### INSTRUCTIONS FOR THE TASK
Going through the entries below, find how many lines hold "separated", then give that number alone.

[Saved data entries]
--

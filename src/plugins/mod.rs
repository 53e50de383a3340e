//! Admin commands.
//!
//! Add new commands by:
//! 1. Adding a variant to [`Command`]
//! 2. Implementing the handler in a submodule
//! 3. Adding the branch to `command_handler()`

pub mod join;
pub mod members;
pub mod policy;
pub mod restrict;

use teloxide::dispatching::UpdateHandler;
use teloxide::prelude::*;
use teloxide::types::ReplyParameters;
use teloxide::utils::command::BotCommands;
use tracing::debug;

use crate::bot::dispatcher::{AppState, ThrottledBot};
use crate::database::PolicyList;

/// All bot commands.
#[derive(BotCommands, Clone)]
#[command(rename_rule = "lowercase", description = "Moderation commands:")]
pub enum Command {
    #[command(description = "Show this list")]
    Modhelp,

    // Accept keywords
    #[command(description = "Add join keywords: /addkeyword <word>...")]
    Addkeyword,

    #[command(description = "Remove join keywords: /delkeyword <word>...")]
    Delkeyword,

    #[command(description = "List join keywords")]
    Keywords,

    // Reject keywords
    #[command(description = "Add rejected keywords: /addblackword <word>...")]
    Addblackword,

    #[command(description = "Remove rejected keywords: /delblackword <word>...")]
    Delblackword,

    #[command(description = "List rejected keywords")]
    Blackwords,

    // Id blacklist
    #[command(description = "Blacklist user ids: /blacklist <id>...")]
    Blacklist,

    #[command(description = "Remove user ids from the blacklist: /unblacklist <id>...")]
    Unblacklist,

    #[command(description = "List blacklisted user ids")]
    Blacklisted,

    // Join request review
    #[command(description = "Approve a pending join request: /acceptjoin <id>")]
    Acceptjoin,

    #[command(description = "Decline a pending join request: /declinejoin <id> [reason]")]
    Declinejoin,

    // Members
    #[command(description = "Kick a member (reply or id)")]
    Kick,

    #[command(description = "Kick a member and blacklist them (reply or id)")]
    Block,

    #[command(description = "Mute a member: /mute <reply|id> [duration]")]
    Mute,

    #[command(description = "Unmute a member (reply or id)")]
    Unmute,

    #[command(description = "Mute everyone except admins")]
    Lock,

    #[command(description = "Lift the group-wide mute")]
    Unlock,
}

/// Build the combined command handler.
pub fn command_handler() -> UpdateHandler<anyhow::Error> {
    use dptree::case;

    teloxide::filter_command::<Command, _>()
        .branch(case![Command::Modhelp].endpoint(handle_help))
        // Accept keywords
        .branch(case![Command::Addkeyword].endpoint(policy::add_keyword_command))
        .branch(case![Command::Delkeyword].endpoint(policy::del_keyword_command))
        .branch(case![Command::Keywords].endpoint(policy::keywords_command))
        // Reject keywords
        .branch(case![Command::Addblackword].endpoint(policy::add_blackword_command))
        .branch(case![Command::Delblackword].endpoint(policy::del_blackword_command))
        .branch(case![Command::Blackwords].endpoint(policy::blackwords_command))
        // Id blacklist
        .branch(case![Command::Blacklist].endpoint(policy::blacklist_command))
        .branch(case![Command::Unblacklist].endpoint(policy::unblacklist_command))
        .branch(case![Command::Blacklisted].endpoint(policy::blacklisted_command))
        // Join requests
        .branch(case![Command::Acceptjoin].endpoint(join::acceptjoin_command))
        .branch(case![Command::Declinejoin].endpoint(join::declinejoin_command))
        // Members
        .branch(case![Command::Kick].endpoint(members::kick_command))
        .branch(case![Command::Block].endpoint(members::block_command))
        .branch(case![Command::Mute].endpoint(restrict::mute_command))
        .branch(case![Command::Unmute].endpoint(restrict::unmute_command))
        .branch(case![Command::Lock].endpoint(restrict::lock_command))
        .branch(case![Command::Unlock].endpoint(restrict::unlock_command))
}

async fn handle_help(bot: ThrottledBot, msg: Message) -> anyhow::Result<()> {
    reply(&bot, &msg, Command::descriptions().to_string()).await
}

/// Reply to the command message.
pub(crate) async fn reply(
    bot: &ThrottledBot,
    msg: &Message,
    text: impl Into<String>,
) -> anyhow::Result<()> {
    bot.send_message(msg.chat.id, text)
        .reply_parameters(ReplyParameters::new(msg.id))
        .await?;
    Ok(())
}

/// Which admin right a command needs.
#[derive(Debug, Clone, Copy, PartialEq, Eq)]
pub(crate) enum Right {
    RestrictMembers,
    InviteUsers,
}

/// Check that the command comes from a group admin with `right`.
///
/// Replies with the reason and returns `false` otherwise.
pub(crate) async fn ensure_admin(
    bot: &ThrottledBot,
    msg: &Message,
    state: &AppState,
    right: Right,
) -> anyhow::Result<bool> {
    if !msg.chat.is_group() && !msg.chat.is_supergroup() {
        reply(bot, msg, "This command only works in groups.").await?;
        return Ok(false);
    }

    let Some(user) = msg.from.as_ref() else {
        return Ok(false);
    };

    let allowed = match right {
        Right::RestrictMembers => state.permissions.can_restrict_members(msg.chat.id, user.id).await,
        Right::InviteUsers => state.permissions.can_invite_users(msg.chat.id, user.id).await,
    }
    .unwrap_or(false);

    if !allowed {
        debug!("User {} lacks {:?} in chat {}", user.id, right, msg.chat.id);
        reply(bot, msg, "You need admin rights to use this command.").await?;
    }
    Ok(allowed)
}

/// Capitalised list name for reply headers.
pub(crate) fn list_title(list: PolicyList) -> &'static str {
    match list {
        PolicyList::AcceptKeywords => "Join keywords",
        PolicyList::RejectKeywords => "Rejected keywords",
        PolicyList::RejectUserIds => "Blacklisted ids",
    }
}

--

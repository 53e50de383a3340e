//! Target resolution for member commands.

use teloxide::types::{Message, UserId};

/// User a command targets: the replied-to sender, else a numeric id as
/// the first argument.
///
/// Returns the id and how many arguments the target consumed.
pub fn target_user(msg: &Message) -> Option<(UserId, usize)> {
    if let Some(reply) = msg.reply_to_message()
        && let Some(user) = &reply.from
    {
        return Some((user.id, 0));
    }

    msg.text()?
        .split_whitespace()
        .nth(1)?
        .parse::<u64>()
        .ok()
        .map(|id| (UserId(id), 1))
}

--

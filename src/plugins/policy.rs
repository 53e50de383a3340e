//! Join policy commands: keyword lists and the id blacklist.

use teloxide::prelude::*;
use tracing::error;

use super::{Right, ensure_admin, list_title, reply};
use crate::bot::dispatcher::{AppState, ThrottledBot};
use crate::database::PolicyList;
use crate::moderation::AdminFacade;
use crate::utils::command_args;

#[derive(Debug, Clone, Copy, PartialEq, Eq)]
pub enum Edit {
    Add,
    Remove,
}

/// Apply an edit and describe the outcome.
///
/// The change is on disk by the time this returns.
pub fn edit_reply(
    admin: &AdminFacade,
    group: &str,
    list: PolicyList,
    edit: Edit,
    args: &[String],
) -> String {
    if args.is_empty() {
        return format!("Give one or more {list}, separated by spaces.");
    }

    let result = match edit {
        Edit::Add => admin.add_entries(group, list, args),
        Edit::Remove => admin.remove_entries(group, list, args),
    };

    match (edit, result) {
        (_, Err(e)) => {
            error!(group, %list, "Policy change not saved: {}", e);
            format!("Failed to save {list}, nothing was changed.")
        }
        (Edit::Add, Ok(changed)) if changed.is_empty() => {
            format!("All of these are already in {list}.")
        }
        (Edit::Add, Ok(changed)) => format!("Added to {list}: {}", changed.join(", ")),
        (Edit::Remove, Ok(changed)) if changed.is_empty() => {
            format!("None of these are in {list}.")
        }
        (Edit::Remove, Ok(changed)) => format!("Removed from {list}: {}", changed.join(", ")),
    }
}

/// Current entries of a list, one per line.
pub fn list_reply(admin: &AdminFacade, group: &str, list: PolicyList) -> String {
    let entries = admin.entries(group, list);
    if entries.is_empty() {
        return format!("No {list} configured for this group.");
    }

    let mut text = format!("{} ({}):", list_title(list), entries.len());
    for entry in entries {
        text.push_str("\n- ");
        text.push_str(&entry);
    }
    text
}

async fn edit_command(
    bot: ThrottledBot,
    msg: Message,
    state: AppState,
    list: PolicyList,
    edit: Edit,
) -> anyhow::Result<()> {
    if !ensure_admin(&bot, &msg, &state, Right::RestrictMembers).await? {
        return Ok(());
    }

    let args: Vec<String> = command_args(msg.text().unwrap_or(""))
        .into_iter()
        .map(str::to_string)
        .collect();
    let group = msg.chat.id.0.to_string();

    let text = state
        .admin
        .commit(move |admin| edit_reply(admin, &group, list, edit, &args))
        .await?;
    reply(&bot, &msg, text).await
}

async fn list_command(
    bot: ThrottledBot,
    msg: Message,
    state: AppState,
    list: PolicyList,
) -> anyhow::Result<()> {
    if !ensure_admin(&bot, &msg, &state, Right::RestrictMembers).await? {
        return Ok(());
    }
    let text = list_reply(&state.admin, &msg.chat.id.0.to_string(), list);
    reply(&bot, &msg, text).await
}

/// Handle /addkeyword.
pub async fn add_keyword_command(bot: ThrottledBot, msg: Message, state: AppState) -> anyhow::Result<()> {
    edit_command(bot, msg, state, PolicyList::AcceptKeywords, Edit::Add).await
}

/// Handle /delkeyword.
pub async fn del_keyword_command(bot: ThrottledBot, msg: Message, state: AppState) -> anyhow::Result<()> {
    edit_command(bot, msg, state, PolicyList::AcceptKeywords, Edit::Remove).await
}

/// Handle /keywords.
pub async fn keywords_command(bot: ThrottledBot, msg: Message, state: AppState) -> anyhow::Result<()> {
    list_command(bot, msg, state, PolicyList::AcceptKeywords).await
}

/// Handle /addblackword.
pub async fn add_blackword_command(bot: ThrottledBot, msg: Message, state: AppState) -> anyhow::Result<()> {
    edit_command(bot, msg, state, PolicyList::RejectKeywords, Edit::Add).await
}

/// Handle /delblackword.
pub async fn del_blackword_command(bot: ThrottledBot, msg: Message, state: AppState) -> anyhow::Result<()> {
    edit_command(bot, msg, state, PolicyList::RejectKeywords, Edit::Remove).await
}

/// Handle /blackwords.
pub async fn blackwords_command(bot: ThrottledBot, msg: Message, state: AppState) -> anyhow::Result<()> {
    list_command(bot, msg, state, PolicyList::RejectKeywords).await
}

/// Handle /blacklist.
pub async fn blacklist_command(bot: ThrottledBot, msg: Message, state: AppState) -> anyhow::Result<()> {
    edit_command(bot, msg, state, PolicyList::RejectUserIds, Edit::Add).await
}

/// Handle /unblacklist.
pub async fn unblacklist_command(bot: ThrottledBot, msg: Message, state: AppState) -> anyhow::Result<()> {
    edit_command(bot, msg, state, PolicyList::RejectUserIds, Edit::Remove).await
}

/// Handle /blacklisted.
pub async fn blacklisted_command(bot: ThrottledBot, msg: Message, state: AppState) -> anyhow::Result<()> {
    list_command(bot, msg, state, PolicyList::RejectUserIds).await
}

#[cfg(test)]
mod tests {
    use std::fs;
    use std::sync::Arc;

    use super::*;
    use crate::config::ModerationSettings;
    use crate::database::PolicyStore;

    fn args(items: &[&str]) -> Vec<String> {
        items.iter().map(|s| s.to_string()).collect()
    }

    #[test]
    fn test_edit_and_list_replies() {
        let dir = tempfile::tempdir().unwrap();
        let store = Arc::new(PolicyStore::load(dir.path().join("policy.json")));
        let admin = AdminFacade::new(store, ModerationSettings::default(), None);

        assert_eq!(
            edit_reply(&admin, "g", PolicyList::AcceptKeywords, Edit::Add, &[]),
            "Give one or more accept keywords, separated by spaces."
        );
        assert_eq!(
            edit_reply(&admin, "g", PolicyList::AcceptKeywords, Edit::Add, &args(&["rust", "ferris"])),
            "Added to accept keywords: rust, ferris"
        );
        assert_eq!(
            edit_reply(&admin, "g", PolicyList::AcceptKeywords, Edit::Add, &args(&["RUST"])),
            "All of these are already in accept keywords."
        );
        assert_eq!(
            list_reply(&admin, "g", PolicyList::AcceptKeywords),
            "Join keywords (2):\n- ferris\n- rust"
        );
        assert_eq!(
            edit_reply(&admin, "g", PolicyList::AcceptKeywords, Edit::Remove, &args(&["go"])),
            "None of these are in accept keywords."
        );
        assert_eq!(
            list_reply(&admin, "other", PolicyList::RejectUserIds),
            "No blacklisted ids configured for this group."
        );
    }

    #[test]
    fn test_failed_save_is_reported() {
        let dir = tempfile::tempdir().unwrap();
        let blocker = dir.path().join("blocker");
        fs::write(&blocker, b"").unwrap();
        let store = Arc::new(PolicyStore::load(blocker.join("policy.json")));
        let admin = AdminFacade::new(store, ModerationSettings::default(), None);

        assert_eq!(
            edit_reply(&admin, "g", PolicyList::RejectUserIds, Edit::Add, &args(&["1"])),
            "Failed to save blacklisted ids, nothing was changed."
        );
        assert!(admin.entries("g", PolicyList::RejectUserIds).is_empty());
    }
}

--

### RESULT FOR THIS TASK
2